[Dataset entries]
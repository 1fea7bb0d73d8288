#[derive(Debug)]
pub(crate) struct LoggingInterceptor;

impl aws_sdk_s3::config::Interceptor for LoggingInterceptor {
    fn name(&self) -> &'static str {
        "LoggingInterceptor"
    }

    fn read_after_serialization(
        &self,
        context: &aws_sdk_s3::config::interceptors::BeforeTransmitInterceptorContextRef<'_>,
        _runtime_components: &aws_sdk_s3::config::RuntimeComponents,
        _cfg: &mut aws_sdk_s3::config::ConfigBag,
    ) -> Result<(), aws_sdk_s3::error::BoxError> {
        let request = context.request();
        tracing::trace!(
            method = %request.method(),
            uri = %request.uri(),
            "sending s3 request"
        );
        Ok(())
    }

    fn read_after_deserialization(
        &self,
        context: &aws_sdk_s3::config::interceptors::AfterDeserializationInterceptorContextRef<'_>,
        _runtime_components: &aws_sdk_s3::config::RuntimeComponents,
        _cfg: &mut aws_sdk_s3::config::ConfigBag,
    ) -> Result<(), aws_sdk_s3::error::BoxError> {
        let response = context.response();
        tracing::trace!(status = %response.status(), "received s3 response");
        Ok(())
    }
}
use std::path::PathBuf;
use std::time::Duration;

use serde::Deserialize;

use crate::retry::RetryPolicy;

pub const DEFAULT_CHUNK_SIZE: usize = 5 * 1024 * 1024; // 5 MiB
const DEFAULT_MAX_UPLOAD_SIZE: u64 = 1024 * 1024 * 1024; // 1 GiB

/// Tunables for [`crate::UploadOrchestrator`], resolved once at startup.
#[derive(Clone, Debug, Deserialize)]
#[serde(default)]
pub struct UploadSettings {
    pub chunk_size: usize,
    pub max_retries: u32,
    pub backoff_base_ms: u64,
    pub backoff_factor: u32,
    /// Validity of the retrieval URL returned on completion.
    pub url_ttl_secs: u64,
    /// Scratch directory for part bodies on their way to the backend.
    pub temp_dir: PathBuf,
    /// Part uploads kept in flight by the single-call path. 1 uploads parts one after another.
    pub max_in_flight: usize,
    /// Largest accepted source. Enforced by whoever accepts the upload, not by the orchestrator.
    pub max_upload_size: u64,
}

impl Default for UploadSettings {
    fn default() -> Self {
        Self {
            chunk_size: DEFAULT_CHUNK_SIZE,
            max_retries: 3,
            backoff_base_ms: 1000,
            backoff_factor: 2,
            url_ttl_secs: 3600,
            temp_dir: std::env::temp_dir(),
            max_in_flight: 1,
            max_upload_size: DEFAULT_MAX_UPLOAD_SIZE,
        }
    }
}

impl UploadSettings {
    pub fn retry_policy(&self) -> RetryPolicy {
        RetryPolicy::new(
            self.max_retries,
            Duration::from_millis(self.backoff_base_ms),
            self.backoff_factor,
        )
    }

    pub fn url_ttl(&self) -> Duration {
        Duration::from_secs(self.url_ttl_secs)
    }
}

Task brief: Of the lines above, copy each one that contains the word "usize".

Solution for this problem:
pub const DEFAULT_CHUNK_SIZE: usize = 5 * 1024 * 1024; // 5 MiB
    pub chunk_size: usize,
    pub max_in_flight: usize,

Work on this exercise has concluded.